Exercise ->
Please set down exactly the lines of the listing below from the line containing "use super::ConfigError;" through the line containing "pub struct TomlConfig", both lines included, leaving out all other lines.

The data ->

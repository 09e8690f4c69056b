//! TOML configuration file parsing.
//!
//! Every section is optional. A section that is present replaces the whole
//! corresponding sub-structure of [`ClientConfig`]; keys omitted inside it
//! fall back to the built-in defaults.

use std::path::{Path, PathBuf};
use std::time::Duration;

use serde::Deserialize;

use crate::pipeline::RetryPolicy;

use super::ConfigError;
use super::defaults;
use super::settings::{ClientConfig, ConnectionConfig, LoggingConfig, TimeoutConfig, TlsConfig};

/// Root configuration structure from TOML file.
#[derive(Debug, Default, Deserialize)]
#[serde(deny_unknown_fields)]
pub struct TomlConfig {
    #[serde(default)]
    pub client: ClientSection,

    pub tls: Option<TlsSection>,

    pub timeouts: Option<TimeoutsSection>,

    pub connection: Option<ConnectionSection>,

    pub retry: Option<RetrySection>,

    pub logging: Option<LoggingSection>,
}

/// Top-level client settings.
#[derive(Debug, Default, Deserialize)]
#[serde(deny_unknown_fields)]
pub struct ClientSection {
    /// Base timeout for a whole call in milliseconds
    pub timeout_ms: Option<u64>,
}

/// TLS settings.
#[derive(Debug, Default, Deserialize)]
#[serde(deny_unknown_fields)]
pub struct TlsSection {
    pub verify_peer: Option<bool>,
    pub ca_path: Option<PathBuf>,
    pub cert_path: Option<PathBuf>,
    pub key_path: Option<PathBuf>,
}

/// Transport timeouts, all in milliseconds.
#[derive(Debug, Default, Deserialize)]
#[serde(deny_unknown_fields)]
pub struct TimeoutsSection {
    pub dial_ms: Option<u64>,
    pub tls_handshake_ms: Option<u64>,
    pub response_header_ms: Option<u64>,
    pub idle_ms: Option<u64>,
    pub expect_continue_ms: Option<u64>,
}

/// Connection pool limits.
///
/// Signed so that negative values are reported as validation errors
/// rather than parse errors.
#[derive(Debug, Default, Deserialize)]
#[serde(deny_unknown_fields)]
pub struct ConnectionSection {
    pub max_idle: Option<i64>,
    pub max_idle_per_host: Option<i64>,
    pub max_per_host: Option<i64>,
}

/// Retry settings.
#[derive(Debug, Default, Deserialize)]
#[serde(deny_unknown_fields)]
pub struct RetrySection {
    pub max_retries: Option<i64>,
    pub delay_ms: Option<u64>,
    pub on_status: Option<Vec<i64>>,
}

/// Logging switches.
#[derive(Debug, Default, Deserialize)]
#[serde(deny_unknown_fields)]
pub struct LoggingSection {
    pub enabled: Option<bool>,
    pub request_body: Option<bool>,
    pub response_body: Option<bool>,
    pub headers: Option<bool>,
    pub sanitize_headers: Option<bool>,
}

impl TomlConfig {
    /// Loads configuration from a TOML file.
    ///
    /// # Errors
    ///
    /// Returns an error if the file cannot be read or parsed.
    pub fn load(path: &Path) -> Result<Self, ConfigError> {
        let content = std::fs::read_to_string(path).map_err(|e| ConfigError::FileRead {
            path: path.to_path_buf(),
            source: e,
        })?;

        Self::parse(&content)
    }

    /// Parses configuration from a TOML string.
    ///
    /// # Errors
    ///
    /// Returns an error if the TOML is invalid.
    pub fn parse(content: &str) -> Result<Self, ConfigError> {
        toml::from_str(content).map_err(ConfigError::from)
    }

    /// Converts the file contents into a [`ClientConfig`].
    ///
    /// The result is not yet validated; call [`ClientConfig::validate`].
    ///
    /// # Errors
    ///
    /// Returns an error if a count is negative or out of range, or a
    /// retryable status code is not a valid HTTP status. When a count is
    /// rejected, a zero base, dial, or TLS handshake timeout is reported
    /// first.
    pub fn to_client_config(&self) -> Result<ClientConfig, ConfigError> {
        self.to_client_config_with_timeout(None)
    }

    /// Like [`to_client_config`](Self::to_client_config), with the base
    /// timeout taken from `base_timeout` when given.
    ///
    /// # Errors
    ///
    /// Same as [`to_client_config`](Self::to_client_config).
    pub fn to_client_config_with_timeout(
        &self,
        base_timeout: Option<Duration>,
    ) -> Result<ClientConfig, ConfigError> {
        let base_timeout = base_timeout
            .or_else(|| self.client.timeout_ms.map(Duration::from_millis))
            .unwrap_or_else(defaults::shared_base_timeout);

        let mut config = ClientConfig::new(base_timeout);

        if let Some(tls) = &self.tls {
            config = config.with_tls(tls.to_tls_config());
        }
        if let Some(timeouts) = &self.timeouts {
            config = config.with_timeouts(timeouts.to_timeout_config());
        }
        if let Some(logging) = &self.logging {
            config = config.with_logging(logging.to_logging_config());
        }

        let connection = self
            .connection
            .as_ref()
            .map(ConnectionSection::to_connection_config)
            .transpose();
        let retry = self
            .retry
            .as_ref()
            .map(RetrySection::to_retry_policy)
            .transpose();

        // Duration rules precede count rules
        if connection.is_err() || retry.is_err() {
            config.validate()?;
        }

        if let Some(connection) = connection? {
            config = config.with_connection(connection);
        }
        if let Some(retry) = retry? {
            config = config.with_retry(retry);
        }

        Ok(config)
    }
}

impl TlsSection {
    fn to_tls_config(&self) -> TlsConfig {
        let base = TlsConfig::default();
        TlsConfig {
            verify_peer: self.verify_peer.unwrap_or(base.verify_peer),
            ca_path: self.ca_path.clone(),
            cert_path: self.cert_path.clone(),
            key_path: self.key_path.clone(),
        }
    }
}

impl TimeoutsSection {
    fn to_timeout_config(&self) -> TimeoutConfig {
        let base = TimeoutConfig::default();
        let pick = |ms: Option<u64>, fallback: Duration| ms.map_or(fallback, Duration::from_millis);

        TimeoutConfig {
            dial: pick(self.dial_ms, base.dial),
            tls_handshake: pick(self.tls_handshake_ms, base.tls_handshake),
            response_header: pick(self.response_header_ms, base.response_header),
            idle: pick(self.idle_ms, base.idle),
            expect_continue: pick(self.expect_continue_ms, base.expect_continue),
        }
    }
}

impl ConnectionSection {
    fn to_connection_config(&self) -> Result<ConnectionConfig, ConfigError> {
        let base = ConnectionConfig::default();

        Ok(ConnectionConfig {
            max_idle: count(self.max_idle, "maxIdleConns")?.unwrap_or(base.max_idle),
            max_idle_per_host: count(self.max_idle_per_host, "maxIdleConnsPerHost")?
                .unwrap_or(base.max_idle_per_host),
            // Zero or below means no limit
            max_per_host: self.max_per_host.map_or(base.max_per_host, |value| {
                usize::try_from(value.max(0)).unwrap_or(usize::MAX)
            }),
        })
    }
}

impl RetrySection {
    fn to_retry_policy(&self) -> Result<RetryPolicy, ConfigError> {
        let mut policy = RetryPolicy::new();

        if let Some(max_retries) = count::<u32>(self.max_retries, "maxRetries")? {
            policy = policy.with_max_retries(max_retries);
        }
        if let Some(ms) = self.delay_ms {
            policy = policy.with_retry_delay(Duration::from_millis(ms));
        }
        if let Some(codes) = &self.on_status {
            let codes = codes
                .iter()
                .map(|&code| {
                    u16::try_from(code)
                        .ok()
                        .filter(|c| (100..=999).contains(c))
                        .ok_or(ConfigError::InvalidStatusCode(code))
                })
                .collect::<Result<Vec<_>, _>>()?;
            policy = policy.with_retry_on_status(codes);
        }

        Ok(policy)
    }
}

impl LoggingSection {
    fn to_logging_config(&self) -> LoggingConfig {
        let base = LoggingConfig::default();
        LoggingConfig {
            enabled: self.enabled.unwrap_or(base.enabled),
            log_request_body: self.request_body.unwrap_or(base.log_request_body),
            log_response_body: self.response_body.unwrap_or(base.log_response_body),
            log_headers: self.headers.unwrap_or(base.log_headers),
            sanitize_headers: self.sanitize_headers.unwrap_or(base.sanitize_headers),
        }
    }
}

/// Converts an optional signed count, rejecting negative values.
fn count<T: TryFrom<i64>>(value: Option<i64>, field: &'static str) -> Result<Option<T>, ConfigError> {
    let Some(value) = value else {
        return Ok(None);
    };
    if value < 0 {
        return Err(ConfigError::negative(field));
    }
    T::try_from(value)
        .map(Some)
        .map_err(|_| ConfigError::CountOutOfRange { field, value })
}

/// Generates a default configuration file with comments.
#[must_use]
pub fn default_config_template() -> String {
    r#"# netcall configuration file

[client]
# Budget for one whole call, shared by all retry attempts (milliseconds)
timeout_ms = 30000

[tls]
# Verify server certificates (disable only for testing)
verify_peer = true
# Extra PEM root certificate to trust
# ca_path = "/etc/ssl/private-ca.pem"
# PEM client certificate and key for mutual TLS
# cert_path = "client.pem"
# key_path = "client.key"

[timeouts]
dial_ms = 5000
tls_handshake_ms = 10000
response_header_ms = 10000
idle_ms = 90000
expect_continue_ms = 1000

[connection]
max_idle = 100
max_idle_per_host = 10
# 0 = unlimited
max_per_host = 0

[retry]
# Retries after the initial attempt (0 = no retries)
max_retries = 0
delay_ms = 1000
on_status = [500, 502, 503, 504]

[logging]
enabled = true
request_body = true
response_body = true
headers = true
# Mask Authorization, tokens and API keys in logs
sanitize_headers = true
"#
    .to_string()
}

Output ->
use super::ConfigError;
use super::defaults;
use super::settings::{ClientConfig, ConnectionConfig, LoggingConfig, TimeoutConfig, TlsConfig};

/// Root configuration structure from TOML file.
#[derive(Debug, Default, Deserialize)]
#[serde(deny_unknown_fields)]
pub struct TomlConfig {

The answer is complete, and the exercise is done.